## ASSIGNMENT:
Extract the listing in its entirety, keeping each line identical to the original.
---------- DATA RECORDS ----------
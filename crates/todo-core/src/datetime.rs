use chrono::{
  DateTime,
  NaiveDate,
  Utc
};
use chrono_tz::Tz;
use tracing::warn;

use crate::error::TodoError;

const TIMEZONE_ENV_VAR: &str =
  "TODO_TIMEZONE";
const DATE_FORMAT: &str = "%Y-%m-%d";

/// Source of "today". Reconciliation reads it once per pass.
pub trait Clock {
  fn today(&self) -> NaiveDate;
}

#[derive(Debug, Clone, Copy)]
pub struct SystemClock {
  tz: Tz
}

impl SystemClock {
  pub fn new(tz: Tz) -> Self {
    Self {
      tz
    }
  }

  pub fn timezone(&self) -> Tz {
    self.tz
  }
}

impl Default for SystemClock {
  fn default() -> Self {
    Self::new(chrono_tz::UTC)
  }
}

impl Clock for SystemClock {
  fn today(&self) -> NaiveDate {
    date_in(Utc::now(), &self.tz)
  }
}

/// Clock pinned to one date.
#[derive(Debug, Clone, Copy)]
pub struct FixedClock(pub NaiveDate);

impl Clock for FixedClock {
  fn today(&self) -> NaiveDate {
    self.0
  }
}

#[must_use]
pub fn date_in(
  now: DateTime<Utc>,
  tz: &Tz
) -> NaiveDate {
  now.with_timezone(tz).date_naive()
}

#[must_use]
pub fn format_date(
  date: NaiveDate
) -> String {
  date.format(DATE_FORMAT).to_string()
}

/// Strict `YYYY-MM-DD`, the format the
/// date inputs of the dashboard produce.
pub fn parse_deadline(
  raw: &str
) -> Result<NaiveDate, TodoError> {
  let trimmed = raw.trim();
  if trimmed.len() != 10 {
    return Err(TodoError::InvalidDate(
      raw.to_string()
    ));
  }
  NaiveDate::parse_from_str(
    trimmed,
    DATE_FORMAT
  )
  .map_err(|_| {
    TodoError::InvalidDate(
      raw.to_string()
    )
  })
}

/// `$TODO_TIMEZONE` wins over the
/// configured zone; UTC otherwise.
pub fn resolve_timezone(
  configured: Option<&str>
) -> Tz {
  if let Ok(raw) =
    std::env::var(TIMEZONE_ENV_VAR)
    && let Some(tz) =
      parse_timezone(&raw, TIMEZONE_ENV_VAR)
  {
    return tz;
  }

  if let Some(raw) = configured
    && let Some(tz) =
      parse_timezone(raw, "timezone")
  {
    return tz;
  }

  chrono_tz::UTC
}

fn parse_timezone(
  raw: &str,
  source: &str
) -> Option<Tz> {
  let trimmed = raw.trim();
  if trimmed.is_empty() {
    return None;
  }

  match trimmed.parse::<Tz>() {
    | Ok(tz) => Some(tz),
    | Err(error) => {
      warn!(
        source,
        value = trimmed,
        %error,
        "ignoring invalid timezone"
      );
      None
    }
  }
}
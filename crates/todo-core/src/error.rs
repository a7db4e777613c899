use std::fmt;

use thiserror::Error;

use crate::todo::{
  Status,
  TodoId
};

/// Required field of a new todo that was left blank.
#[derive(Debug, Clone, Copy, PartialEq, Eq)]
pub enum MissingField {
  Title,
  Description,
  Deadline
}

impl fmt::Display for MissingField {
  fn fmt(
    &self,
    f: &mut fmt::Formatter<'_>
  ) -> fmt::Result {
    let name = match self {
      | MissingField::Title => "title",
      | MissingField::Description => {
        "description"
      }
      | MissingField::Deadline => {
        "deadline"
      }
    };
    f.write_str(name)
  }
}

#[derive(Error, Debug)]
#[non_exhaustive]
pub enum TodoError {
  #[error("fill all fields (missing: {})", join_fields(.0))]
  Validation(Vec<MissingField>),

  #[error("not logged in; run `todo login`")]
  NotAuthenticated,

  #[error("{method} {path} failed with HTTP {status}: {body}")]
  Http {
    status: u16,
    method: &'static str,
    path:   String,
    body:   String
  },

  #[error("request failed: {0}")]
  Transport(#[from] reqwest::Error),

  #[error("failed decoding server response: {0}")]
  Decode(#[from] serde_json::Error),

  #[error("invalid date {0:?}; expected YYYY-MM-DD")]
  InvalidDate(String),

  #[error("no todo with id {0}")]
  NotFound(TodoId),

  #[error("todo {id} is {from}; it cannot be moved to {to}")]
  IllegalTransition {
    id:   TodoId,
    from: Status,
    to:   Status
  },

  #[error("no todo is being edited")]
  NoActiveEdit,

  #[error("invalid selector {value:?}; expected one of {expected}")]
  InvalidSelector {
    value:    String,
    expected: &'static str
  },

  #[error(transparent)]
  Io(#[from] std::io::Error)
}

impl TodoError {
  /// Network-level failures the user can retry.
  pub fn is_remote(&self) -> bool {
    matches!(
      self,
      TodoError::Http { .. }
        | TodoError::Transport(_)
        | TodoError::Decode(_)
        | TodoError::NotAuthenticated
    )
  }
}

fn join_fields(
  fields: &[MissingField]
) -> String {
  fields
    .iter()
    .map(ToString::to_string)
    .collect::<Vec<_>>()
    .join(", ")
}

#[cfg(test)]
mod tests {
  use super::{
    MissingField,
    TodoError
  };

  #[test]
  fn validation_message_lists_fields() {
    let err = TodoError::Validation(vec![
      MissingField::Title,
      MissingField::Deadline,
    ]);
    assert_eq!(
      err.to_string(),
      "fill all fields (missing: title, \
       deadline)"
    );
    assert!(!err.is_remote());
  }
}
----------
## THE COMPLETED TASK:
filename crates/todo-core/src/datetime.rs
use chrono::{
  DateTime,
  NaiveDate,
  Utc
};
use chrono_tz::Tz;
use tracing::warn;

use crate::error::TodoError;

const TIMEZONE_ENV_VAR: &str =
  "TODO_TIMEZONE";
const DATE_FORMAT: &str = "%Y-%m-%d";

/// Source of "today". Reconciliation reads it once per pass.
pub trait Clock {
  fn today(&self) -> NaiveDate;
}

#[derive(Debug, Clone, Copy)]
pub struct SystemClock {
  tz: Tz
}

impl SystemClock {
  pub fn new(tz: Tz) -> Self {
    Self {
      tz
    }
  }

  pub fn timezone(&self) -> Tz {
    self.tz
  }
}

impl Default for SystemClock {
  fn default() -> Self {
    Self::new(chrono_tz::UTC)
  }
}

impl Clock for SystemClock {
  fn today(&self) -> NaiveDate {
    date_in(Utc::now(), &self.tz)
  }
}

/// Clock pinned to one date.
#[derive(Debug, Clone, Copy)]
pub struct FixedClock(pub NaiveDate);

impl Clock for FixedClock {
  fn today(&self) -> NaiveDate {
    self.0
  }
}

#[must_use]
pub fn date_in(
  now: DateTime<Utc>,
  tz: &Tz
) -> NaiveDate {
  now.with_timezone(tz).date_naive()
}

#[must_use]
pub fn format_date(
  date: NaiveDate
) -> String {
  date.format(DATE_FORMAT).to_string()
}

/// Strict `YYYY-MM-DD`, the format the
/// date inputs of the dashboard produce.
pub fn parse_deadline(
  raw: &str
) -> Result<NaiveDate, TodoError> {
  let trimmed = raw.trim();
  if trimmed.len() != 10 {
    return Err(TodoError::InvalidDate(
      raw.to_string()
    ));
  }
  NaiveDate::parse_from_str(
    trimmed,
    DATE_FORMAT
  )
  .map_err(|_| {
    TodoError::InvalidDate(
      raw.to_string()
    )
  })
}

/// `$TODO_TIMEZONE` wins over the
/// configured zone; UTC otherwise.
pub fn resolve_timezone(
  configured: Option<&str>
) -> Tz {
  if let Ok(raw) =
    std::env::var(TIMEZONE_ENV_VAR)
    && let Some(tz) =
      parse_timezone(&raw, TIMEZONE_ENV_VAR)
  {
    return tz;
  }

  if let Some(raw) = configured
    && let Some(tz) =
      parse_timezone(raw, "timezone")
  {
    return tz;
  }

  chrono_tz::UTC
}

fn parse_timezone(
  raw: &str,
  source: &str
) -> Option<Tz> {
  let trimmed = raw.trim();
  if trimmed.is_empty() {
    return None;
  }

  match trimmed.parse::<Tz>() {
    | Ok(tz) => Some(tz),
    | Err(error) => {
      warn!(
        source,
        value = trimmed,
        %error,
        "ignoring invalid timezone"
      );
      None
    }
  }
}
filename crates/todo-core/src/error.rs
repository a7db4e777613c899
use std::fmt;

use thiserror::Error;

use crate::todo::{
  Status,
  TodoId
};

/// Required field of a new todo that was left blank.
#[derive(Debug, Clone, Copy, PartialEq, Eq)]
pub enum MissingField {
  Title,
  Description,
  Deadline
}

impl fmt::Display for MissingField {
  fn fmt(
    &self,
    f: &mut fmt::Formatter<'_>
  ) -> fmt::Result {
    let name = match self {
      | MissingField::Title => "title",
      | MissingField::Description => {
        "description"
      }
      | MissingField::Deadline => {
        "deadline"
      }
    };
    f.write_str(name)
  }
}

#[derive(Error, Debug)]
#[non_exhaustive]
pub enum TodoError {
  #[error("fill all fields (missing: {})", join_fields(.0))]
  Validation(Vec<MissingField>),

  #[error("not logged in; run `todo login`")]
  NotAuthenticated,

  #[error("{method} {path} failed with HTTP {status}: {body}")]
  Http {
    status: u16,
    method: &'static str,
    path:   String,
    body:   String
  },

  #[error("request failed: {0}")]
  Transport(#[from] reqwest::Error),

  #[error("failed decoding server response: {0}")]
  Decode(#[from] serde_json::Error),

  #[error("invalid date {0:?}; expected YYYY-MM-DD")]
  InvalidDate(String),

  #[error("no todo with id {0}")]
  NotFound(TodoId),

  #[error("todo {id} is {from}; it cannot be moved to {to}")]
  IllegalTransition {
    id:   TodoId,
    from: Status,
    to:   Status
  },

  #[error("no todo is being edited")]
  NoActiveEdit,

  #[error("invalid selector {value:?}; expected one of {expected}")]
  InvalidSelector {
    value:    String,
    expected: &'static str
  },

  #[error(transparent)]
  Io(#[from] std::io::Error)
}

impl TodoError {
  /// Network-level failures the user can retry.
  pub fn is_remote(&self) -> bool {
    matches!(
      self,
      TodoError::Http { .. }
        | TodoError::Transport(_)
        | TodoError::Decode(_)
        | TodoError::NotAuthenticated
    )
  }
}

fn join_fields(
  fields: &[MissingField]
) -> String {
  fields
    .iter()
    .map(ToString::to_string)
    .collect::<Vec<_>>()
    .join(", ")
}

#[cfg(test)]
mod tests {
  use super::{
    MissingField,
    TodoError
  };

  #[test]
  fn validation_message_lists_fields() {
    let err = TodoError::Validation(vec![
      MissingField::Title,
      MissingField::Deadline,
    ]);
    assert_eq!(
      err.to_string(),
      "fill all fields (missing: title, \
       deadline)"
    );
    assert!(!err.is_remote());
  }
}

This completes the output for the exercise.